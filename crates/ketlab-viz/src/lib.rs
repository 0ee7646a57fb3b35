//! Ketlab visualization.
//!
//! - [`draw`] renders a [`Circuit`](ketlab_ir::Circuit) as a box-drawing text
//!   diagram, one wire per qubit.
//! - [`array_to_latex`] renders amplitudes as a LaTeX `bmatrix`, with exact
//!   fractions and square roots where the value allows.
//!
//! ```rust
//! use ketlab_ir::Circuit;
//!
//! let circuit = Circuit::hadamard_cx().unwrap();
//! let diagram = ketlab_viz::draw(&circuit);
//! assert!(diagram.contains("q_0: ┤ H ├──■──"));
//! ```

pub mod latex;
pub mod text;

pub use latex::{LatexOptions, array_to_latex, matrix_to_latex, num_to_latex};
pub use text::{TextDiagram, draw};
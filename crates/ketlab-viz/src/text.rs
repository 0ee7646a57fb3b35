//! Box-drawing text diagrams.
//!
//! Every qubit owns three character rows: the box top, the wire, and the box
//! bottom. The bottom row of one wire and the top row of the next are merged
//! into one shared row, so an `n`-qubit circuit prints `2n + 1` lines:
//!
//! ```text
//!      ┌───┐
//! q_0: ┤ H ├──■──
//!      ├───┤┌─┴─┐
//! q_1: ┤ H ├┤ X ├
//!      └───┘└───┘
//! ```
//!
//! Instructions are packed left to right into columns. An instruction goes
//! into the first column after every earlier instruction touching any wire
//! between its lowest and highest qubit, so vertical connectors never cross
//! another gate.

use std::fmt;

use rustc_hash::FxHashMap;

use ketlab_ir::{Circuit, Instruction, InstructionKind, QubitId};

const WIRE: char = '─';
const VERTICAL: char = '│';

/// What a single wire shows inside one column.
#[derive(Debug, Clone, PartialEq)]
enum Glyph {
    Box(String),
    Control,
    Swap,
    /// A vertical connector passing over an uninvolved wire.
    Cross,
    Barrier,
}

#[derive(Debug, Clone)]
struct Cell {
    glyph: Glyph,
    up: bool,
    down: bool,
}

impl Cell {
    fn new(glyph: Glyph) -> Self {
        Self {
            glyph,
            up: false,
            down: false,
        }
    }

    fn natural_width(&self) -> usize {
        match &self.glyph {
            Glyph::Box(label) => label.chars().count() + 4,
            _ => 3,
        }
    }

    /// Top, wire and bottom rows of this cell at `width` characters.
    fn render(&self, width: usize) -> [Vec<char>; 3] {
        let mut top = vec![' '; width];
        let mut mid = vec![WIRE; width];
        let mut bot = vec![' '; width];
        let c = width / 2;

        match &self.glyph {
            Glyph::Box(label) => {
                let label: Vec<char> = label.chars().collect();
                let bw = label.len() + 4;
                let left = c - bw / 2;
                let right = left + bw - 1;

                top[left] = '┌';
                bot[left] = '└';
                top[right] = '┐';
                bot[right] = '┘';
                for i in left + 1..right {
                    top[i] = WIRE;
                    bot[i] = WIRE;
                }
                mid[left] = '┤';
                mid[left + 1] = ' ';
                mid[left + 2..left + 2 + label.len()].copy_from_slice(&label);
                mid[right - 1] = ' ';
                mid[right] = '├';

                if self.up {
                    top[c] = '┴';
                }
                if self.down {
                    bot[c] = '┬';
                }
                return [top, mid, bot];
            }
            Glyph::Control => mid[c] = '■',
            Glyph::Swap => mid[c] = 'X',
            Glyph::Cross => mid[c] = '┼',
            Glyph::Barrier => {
                top[c] = '░';
                mid[c] = '░';
                bot[c] = '░';
                return [top, mid, bot];
            }
        }

        if self.up {
            top[c] = VERTICAL;
        }
        if self.down {
            bot[c] = VERTICAL;
        }
        [top, mid, bot]
    }
}

/// Join the bottom row of one wire with the top row of the wire below.
fn merge(upper: char, lower: char) -> char {
    match (upper, lower) {
        (a, b) if a == b => a,
        (' ', b) => b,
        (a, ' ') => a,
        ('└', '┌') => '├',
        ('┘', '┐') => '┤',
        ('┬', '┴') => '┼',
        ('┬', VERTICAL | WIRE) => '┬',
        (VERTICAL | WIRE, '┴') => '┴',
        ('└' | '┘', WIRE) => '┴',
        (WIRE, '┌' | '┐') => '┬',
        (_, b) => b,
    }
}

/// A rendered circuit diagram.
#[derive(Debug, Clone, PartialEq, Eq)]
pub struct TextDiagram {
    lines: Vec<String>,
}

impl TextDiagram {
    /// Lay out and render `circuit`.
    pub fn new(circuit: &Circuit) -> Self {
        let rows: FxHashMap<QubitId, usize> = circuit
            .qubits()
            .iter()
            .enumerate()
            .map(|(row, q)| (q.id, row))
            .collect();
        let num_rows = rows.len();
        if num_rows == 0 {
            return Self { lines: Vec::new() };
        }

        let columns = pack_columns(circuit, &rows, num_rows);

        let labels: Vec<String> = circuit.qubits().iter().map(|q| format!("{q}: ")).collect();
        let label_width = labels.iter().map(|l| l.chars().count()).max().unwrap_or(0);

        let mut top: Vec<Vec<char>> = vec![vec![' '; label_width]; num_rows];
        let mut mid: Vec<Vec<char>> = labels
            .iter()
            .map(|l| format!("{l:>label_width$}").chars().collect())
            .collect();
        let mut bot = top.clone();

        for column in &columns {
            let width = column
                .iter()
                .flatten()
                .map(Cell::natural_width)
                .max()
                .unwrap_or(3);
            for (row, cell) in column.iter().enumerate() {
                let [t, m, b] = match cell {
                    Some(cell) => cell.render(width),
                    None => [vec![' '; width], vec![WIRE; width], vec![' '; width]],
                };
                top[row].extend(t);
                mid[row].extend(m);
                bot[row].extend(b);
            }
        }

        let mut lines = Vec::with_capacity(2 * num_rows + 1);
        lines.push(top[0].iter().collect());
        for row in 0..num_rows {
            lines.push(mid[row].iter().collect());
            if row + 1 < num_rows {
                lines.push(
                    bot[row]
                        .iter()
                        .zip(&top[row + 1])
                        .map(|(&u, &l)| merge(u, l))
                        .collect(),
                );
            }
        }
        lines.push(bot[num_rows - 1].iter().collect());

        Self { lines }
    }

    pub fn lines(&self) -> &[String] {
        &self.lines
    }
}

impl fmt::Display for TextDiagram {
    fn fmt(&self, f: &mut fmt::Formatter<'_>) -> fmt::Result {
        f.write_str(&self.lines.join("\n"))
    }
}

/// Render `circuit` as a text diagram.
pub fn draw(circuit: &Circuit) -> String {
    TextDiagram::new(circuit).to_string()
}

type Column = Vec<Option<Cell>>;

fn pack_columns(circuit: &Circuit, rows: &FxHashMap<QubitId, usize>, num_rows: usize) -> Vec<Column> {
    let mut columns: Vec<Column> = Vec::new();
    let mut next_free = vec![0usize; num_rows];

    for inst in circuit.dag().operations() {
        let cells = cells_for(inst, rows);
        let (Some(lo), Some(hi)) = (
            cells.iter().map(|(r, _)| *r).min(),
            cells.iter().map(|(r, _)| *r).max(),
        ) else {
            continue;
        };

        let col = next_free[lo..=hi].iter().copied().max().unwrap_or(0);
        if col == columns.len() {
            columns.push(vec![None; num_rows]);
        }
        for free in &mut next_free[lo..=hi] {
            *free = col + 1;
        }
        for (row, cell) in cells {
            columns[col][row] = Some(cell);
        }
    }
    columns
}

/// Cells an instruction occupies, keyed by row, including connectors.
fn cells_for(inst: &Instruction, rows: &FxHashMap<QubitId, usize>) -> Vec<(usize, Cell)> {
    let operand_rows: Vec<usize> = inst.qubits.iter().filter_map(|q| rows.get(q).copied()).collect();

    let glyphs: Vec<Glyph> = match &inst.kind {
        InstructionKind::SaveStatevector => return Vec::new(),
        InstructionKind::Barrier => {
            return operand_rows
                .into_iter()
                .map(|r| (r, Cell::new(Glyph::Barrier)))
                .collect();
        }
        InstructionKind::Measure => {
            return operand_rows
                .into_iter()
                .map(|r| (r, Cell::new(Glyph::Box("M".into()))))
                .collect();
        }
        InstructionKind::Gate(gate) => {
            let controls = gate.kind.num_controls() as usize;
            match gate.display_label() {
                Some(label) => (0..operand_rows.len())
                    .map(|i| {
                        if i < controls {
                            Glyph::Control
                        } else {
                            Glyph::Box(label.clone())
                        }
                    })
                    .collect(),
                None if gate.name() == "swap" => vec![Glyph::Swap; operand_rows.len()],
                None => vec![Glyph::Control; operand_rows.len()],
            }
        }
    };

    let mut cells: Vec<(usize, Cell)> = operand_rows
        .iter()
        .copied()
        .zip(glyphs)
        .map(|(r, g)| (r, Cell::new(g)))
        .collect();

    if cells.len() > 1 {
        let lo = operand_rows.iter().copied().min().unwrap_or(0);
        let hi = operand_rows.iter().copied().max().unwrap_or(0);
        for r in lo + 1..hi {
            if !operand_rows.contains(&r) {
                cells.push((r, Cell::new(Glyph::Cross)));
            }
        }
        for (r, cell) in &mut cells {
            cell.up = *r > lo;
            cell.down = *r < hi;
        }
    }
    cells
}

#[cfg(test)]
mod tests {
    use super::*;
    use ketlab_ir::ClbitId;
    use std::f64::consts::FRAC_PI_2;

    fn q(i: u32) -> QubitId {
        QubitId(i)
    }

    #[test]
    fn test_hadamard_cx_diagram() {
        let circuit = Circuit::hadamard_cx().unwrap();
        let expected = [
            "     ┌───┐     ",
            "q_0: ┤ H ├──■──",
            "     ├───┤┌─┴─┐",
            "q_1: ┤ H ├┤ X ├",
            "     └───┘└───┘",
        ]
        .join("\n");
        assert_eq!(draw(&circuit), expected);
    }

    #[test]
    fn test_save_statevector_is_not_drawn() {
        let mut circuit = Circuit::hadamard_cx().unwrap();
        let before = draw(&circuit);
        circuit.save_statevector().unwrap();
        assert_eq!(draw(&circuit), before);
    }

    #[test]
    fn test_control_below_target() {
        let mut circuit = Circuit::with_size("rev", 2, 0);
        circuit.cx(q(1), q(0)).unwrap();
        let expected = [
            "     ┌───┐",
            "q_0: ┤ X ├",
            "     └─┬─┘",
            "q_1: ──■──",
            "          ",
        ]
        .join("\n");
        assert_eq!(draw(&circuit), expected);
    }

    #[test]
    fn test_connector_crosses_idle_wire() {
        let mut circuit = Circuit::with_size("span", 3, 0);
        circuit.cx(q(0), q(2)).unwrap();
        let diagram = TextDiagram::new(&circuit);
        assert_eq!(diagram.lines()[1], "q_0: ──■──");
        assert_eq!(diagram.lines()[2], "       │  ");
        assert_eq!(diagram.lines()[3], "q_1: ──┼──");
        assert_eq!(diagram.lines()[4], "     ┌─┴─┐");
        assert_eq!(diagram.lines()[5], "q_2: ┤ X ├");
    }

    #[test]
    fn test_crossed_wire_cannot_share_column() {
        let mut circuit = Circuit::with_size("span", 3, 0);
        circuit.cx(q(0), q(2)).unwrap();
        circuit.h(q(1)).unwrap();
        let diagram = TextDiagram::new(&circuit);
        assert_eq!(diagram.lines()[3], "q_1: ──┼──┤ H ├");
    }

    #[test]
    fn test_disjoint_gates_share_column() {
        let mut circuit = Circuit::with_size("pack", 3, 0);
        circuit.h(q(0)).unwrap();
        circuit.cz(q(1), q(2)).unwrap();
        let diagram = TextDiagram::new(&circuit);
        assert_eq!(diagram.lines()[1], "q_0: ┤ H ├");
        assert_eq!(diagram.lines()[3], "q_1: ──■──");
        assert_eq!(diagram.lines()[4], "       │  ");
        assert_eq!(diagram.lines()[5], "q_2: ──■──");
    }

    #[test]
    fn test_wide_label_centers_controls() {
        let mut circuit = Circuit::with_size("rot", 2, 0);
        circuit.cp(FRAC_PI_2, q(0), q(1)).unwrap();
        let diagram = TextDiagram::new(&circuit);
        assert_eq!(diagram.lines()[1], "q_0: ─────■────");
        assert_eq!(diagram.lines()[2], "     ┌────┴───┐");
        assert_eq!(diagram.lines()[3], "q_1: ┤ P(π/2) ├");
    }

    #[test]
    fn test_swap_and_barrier_and_measure() {
        let mut circuit = Circuit::with_size("misc", 2, 2);
        circuit.swap(q(0), q(1)).unwrap();
        circuit.barrier_all().unwrap();
        circuit.measure(q(0), ClbitId(0)).unwrap();
        let diagram = TextDiagram::new(&circuit);
        let pad = "     ";
        assert_eq!(diagram.lines()[0], format!("{pad}   {}┌───┐", " ░ "));
        assert_eq!(diagram.lines()[1], "q_0: ─X──░─┤ M ├");
        assert_eq!(diagram.lines()[2], format!("{pad} │ {}└───┘", " ░ "));
        assert_eq!(diagram.lines()[3], "q_1: ─X──░──────");
    }

    #[test]
    fn test_register_labels_are_right_aligned() {
        let mut circuit = Circuit::new("regs");
        let anc = circuit.add_register("anc", 1);
        circuit.add_register("q", 1);
        circuit.x(anc[0]).unwrap();
        let diagram = TextDiagram::new(&circuit);
        assert_eq!(diagram.lines()[1], "anc_0: ┤ X ├");
        assert_eq!(diagram.lines()[3], "  q_0: ─────");
    }

    #[test]
    fn test_empty_circuit() {
        assert_eq!(draw(&Circuit::new("empty")), "");
        let lines = TextDiagram::new(&Circuit::with_size("idle", 1, 0)).lines().to_vec();
        assert_eq!(lines, vec!["     ", "q_0: ", "     "]);
    }
}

## Work task
Quote verbatim the opening lines of the listing above, ending with the line where "wire per qubit." appears; include both endpoints and nothing more.

## Your solution
filename crates/ketlab-viz/src/lib.rs
repository 0ee7646a57fb3b35
//! Ketlab visualization.
//!
//! - [`draw`] renders a [`Circuit`](ketlab_ir::Circuit) as a box-drawing text
//!   diagram, one wire per qubit.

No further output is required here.